YOUR ASSIGNMENT >> All lines before the one containing "to the collision", plus that line itself, are to be printed exactly as they appear below.

*-*-*

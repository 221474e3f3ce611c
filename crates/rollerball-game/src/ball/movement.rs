//! Velocity integration
//!
//! Velocity is split against the movement plane: the in-plane part is
//! steered by input, the part along the normal is left to the collision
//! response (or gravity, in the air).

use glam::Vec3;
use rollerball_core::math::{
    angle_deg, clamp_magnitude, is_zero, lerp, move_towards, project, project_on_plane,
    rotate_onto_plane,
};
use rollerball_physics::{BallBody, ForceMode};
use tracing::debug;

use super::controller::RollerBall;
use super::state::LocomotionState;
use crate::events::BallEvent;
use crate::ground::GroundTilt;
use crate::profile::MovementProfile;

/// Steering values for one step, derived from the active profile
#[derive(Debug, Clone, Copy)]
struct Steering {
    max_speed: f32,
    acceleration: f32,
    deceleration: f32,
    turning: f32,
}

impl From<MovementProfile> for Steering {
    fn from(profile: MovementProfile) -> Self {
        Self {
            max_speed: profile.max_speed,
            acceleration: profile.acceleration(),
            deceleration: profile.deceleration(),
            turning: 1.0,
        }
    }
}

impl RollerBall {
    /// Steer along the ground for one step
    pub fn grounded_move<B: BallBody + ?Sized>(&mut self, body: &mut B, desired: Vec3) {
        if self.jump.should_jump() {
            self.apply_jump(body);
            return;
        }

        let dt = self.config.fixed_timestep;
        let gravity = self.gravity();
        let up = self.up();
        let normal = self.movement_plane_normal();
        let desired = rotate_onto_plane(self.sanitize_direction(desired), up, normal);

        let velocity = body.velocity();
        let mut plane_velocity = project_on_plane(velocity, normal);
        let aligned_velocity = project(velocity, normal);
        let gravity_on_plane = project_on_plane(gravity, normal);

        self.auto_slope_modifier = if self.config.slopes.is_auto() {
            self.classifier.auto_slope_modifier(angle_deg(normal, up))
        } else {
            1.0
        };
        let modifier = self.auto_slope_modifier;

        let profile = self.movement_profile();
        let mut steer = Steering::from(profile);

        match self.tilt {
            GroundTilt::Flat => {
                if !is_zero(desired * modifier) {
                    steer.turning = self.turning(desired, plane_velocity, profile.turning_factor);
                    steer.max_speed *= modifier;
                    steer.acceleration *= modifier * steer.turning;
                    plane_velocity = move_towards(
                        plane_velocity,
                        desired * steer.max_speed,
                        steer.acceleration * dt,
                    );
                } else {
                    plane_velocity =
                        move_towards(plane_velocity, Vec3::ZERO, steer.deceleration * dt);
                }
                // Hold the ball in place on gentle inclines
                body.add_force(-gravity_on_plane, ForceMode::Acceleration);
                self.spin_on_ground(desired, plane_velocity, steer, up);
            }
            GroundTilt::Slope => {
                let climb = -gravity_on_plane.normalize_or_zero();
                let climb_alignment = desired.dot(climb);

                if !is_zero(desired * modifier) && climb_alignment >= 0.0 {
                    steer.turning = self.turning(desired, plane_velocity, profile.turning_factor);
                    steer.max_speed *= modifier;
                    let flat_acceleration = self.ground_movement().acceleration();
                    steer.acceleration = lerp(flat_acceleration, steer.acceleration, climb_alignment)
                        * modifier
                        * steer.turning;
                    plane_velocity = move_towards(
                        plane_velocity,
                        desired * steer.max_speed,
                        steer.acceleration * dt,
                    );
                    body.add_force(-gravity_on_plane, ForceMode::Acceleration);
                } else {
                    plane_velocity = clamp_magnitude(
                        move_towards(plane_velocity, Vec3::ZERO, steer.deceleration * dt),
                        self.config.fall_speed_cap,
                    );
                }
                self.spin_on_ground(desired, plane_velocity, steer, up);
            }
            GroundTilt::Steep => {
                if !is_zero(desired) {
                    let acceleration = (steer.acceleration * self.config.steep_factor)
                        .clamp(0.0, gravity_on_plane.length());
                    plane_velocity = move_towards(
                        plane_velocity,
                        desired * steer.max_speed,
                        acceleration * dt,
                    );
                    self.emit(BallEvent::Turning);
                } else {
                    plane_velocity = clamp_magnitude(
                        move_towards(plane_velocity, Vec3::ZERO, steer.deceleration * dt),
                        self.config.fall_speed_cap,
                    );
                }
                self.spin_free(desired, steer, up);
            }
        }

        body.set_velocity(plane_velocity + aligned_velocity);
    }

    /// Steer in the air for one step
    pub fn airborne_move<B: BallBody + ?Sized>(&mut self, body: &mut B, desired: Vec3) {
        if self.jump.should_jump() {
            self.apply_jump(body);
            return;
        }

        let dt = self.config.fixed_timestep;
        let gravity = self.gravity();
        let up = self.up();
        let desired = self.sanitize_direction(desired);

        let on_wall = self.config.wall_movement && !is_zero(self.overslope_normal);
        let (normal, desired) = if on_wall {
            (
                self.overslope_normal,
                rotate_onto_plane(desired, up, self.overslope_normal),
            )
        } else {
            (up, desired)
        };

        let velocity = body.velocity();
        let rise = self
            .jump
            .rise_acceleration(velocity, up, gravity, &self.config.jumps);
        if !is_zero(rise) {
            body.add_force(rise, ForceMode::Acceleration);
        }

        let mut plane_velocity = project_on_plane(velocity, normal);
        let aligned_velocity = project(velocity, normal);

        let profile = self.movement_profile();
        let mut steer = Steering::from(profile);

        if !is_zero(desired) {
            if desired.dot(plane_velocity) < 0.0 {
                steer.turning = profile.turning_factor;
            }
            steer.acceleration *= steer.turning;
            if self.config.has_speed_capped_on_jump {
                steer.max_speed = self.takeoff_speed;
            }
            if plane_velocity.length_squared() > steer.max_speed * steer.max_speed {
                steer.acceleration = steer.deceleration;
            }

            let target = if self.config.can_change_direction_in_air {
                desired * steer.max_speed
            } else {
                Vec3::ZERO
            };
            plane_velocity = move_towards(plane_velocity, target, steer.acceleration * dt);
        } else {
            plane_velocity = move_towards(plane_velocity, Vec3::ZERO, steer.deceleration * dt);
        }

        self.spin_free(desired, steer, up);
        body.set_velocity(self.cap_fall_speed(plane_velocity + aligned_velocity));
    }

    /// Launch the pending jump
    fn apply_jump<B: BallBody + ?Sized>(&mut self, body: &mut B) {
        let Some(index) = self.jump.consume(self.config.jumps.len()) else {
            return;
        };
        let Some(spec) = self.config.jumps.get(index) else {
            return;
        };
        let curve = spec.animation_curve.clone();

        let gravity = self.gravity();
        let up = self.up();
        let jump_normal = match self.state {
            LocomotionState::Grounded => self.movement_plane_normal(),
            LocomotionState::Airborne => up,
        };
        let launch_speed = spec.launch_speed(gravity.length());

        let velocity = body.velocity();
        // In-plane velocity is dropped once the launch surface reaches
        // min_slope_angle; below it the momentum carries into the jump
        let plane_velocity = if angle_deg(jump_normal, up) >= self.config.slopes.min_slope_angle {
            project_on_plane(velocity, jump_normal)
        } else {
            Vec3::ZERO
        };
        let aligned_velocity = project(velocity, jump_normal);
        body.set_velocity(velocity + jump_normal * launch_speed - plane_velocity - aligned_velocity);

        self.takeoff_speed = project_on_plane(velocity, gravity)
            .length()
            .min(self.air_movement().max_speed);

        let time_to_apex = launch_speed / gravity.length();
        self.animator.start_squash(curve, time_to_apex, jump_normal);
        self.emit(BallEvent::Jumped { index });
        debug!(index, launch_speed, takeoff_speed = self.takeoff_speed, "Jump applied");
    }

    /// Clamp the falling part of `velocity` to the terminal fall speed
    fn cap_fall_speed(&self, velocity: Vec3) -> Vec3 {
        let down = self.gravity().normalize_or_zero();
        let falling = velocity.dot(down);
        if falling > self.config.fall_speed_cap {
            velocity - down * (falling - self.config.fall_speed_cap)
        } else {
            velocity
        }
    }

    /// Turning multiplier: the profile's factor when steering against the
    /// current velocity, 1 otherwise
    fn turning(&mut self, desired: Vec3, plane_velocity: Vec3, turning_factor: f32) -> f32 {
        if desired.dot(plane_velocity) >= 0.0 {
            1.0
        } else {
            self.emit(BallEvent::Turning);
            turning_factor
        }
    }

    fn spin_on_ground(&mut self, desired: Vec3, plane_velocity: Vec3, steer: Steering, up: Vec3) {
        let gravity_magnitude = self.gravity().length();
        self.animator.spin_grounded(
            desired,
            plane_velocity,
            steer.max_speed,
            steer.acceleration,
            steer.turning,
            self.config.turning_squash,
            up,
            gravity_magnitude,
            self.config.fixed_timestep,
        );
    }

    fn spin_free(&mut self, desired: Vec3, steer: Steering, up: Vec3) {
        let ground = self.ground_movement();
        let gravity_magnitude = self.gravity().length();
        self.animator.spin_free(
            desired,
            ground.max_speed,
            ground.acceleration(),
            steer.deceleration,
            up,
            gravity_magnitude,
            self.config.fixed_timestep,
        );
    }
}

*-*-*

REPLY >>
repository 221474e3f3ce611c
filename crates/rollerball-game/src/ball/movement.rs
//! Velocity integration
//!
//! Velocity is split against the movement plane: the in-plane part is
//! steered by input, the part along the normal is left to the collision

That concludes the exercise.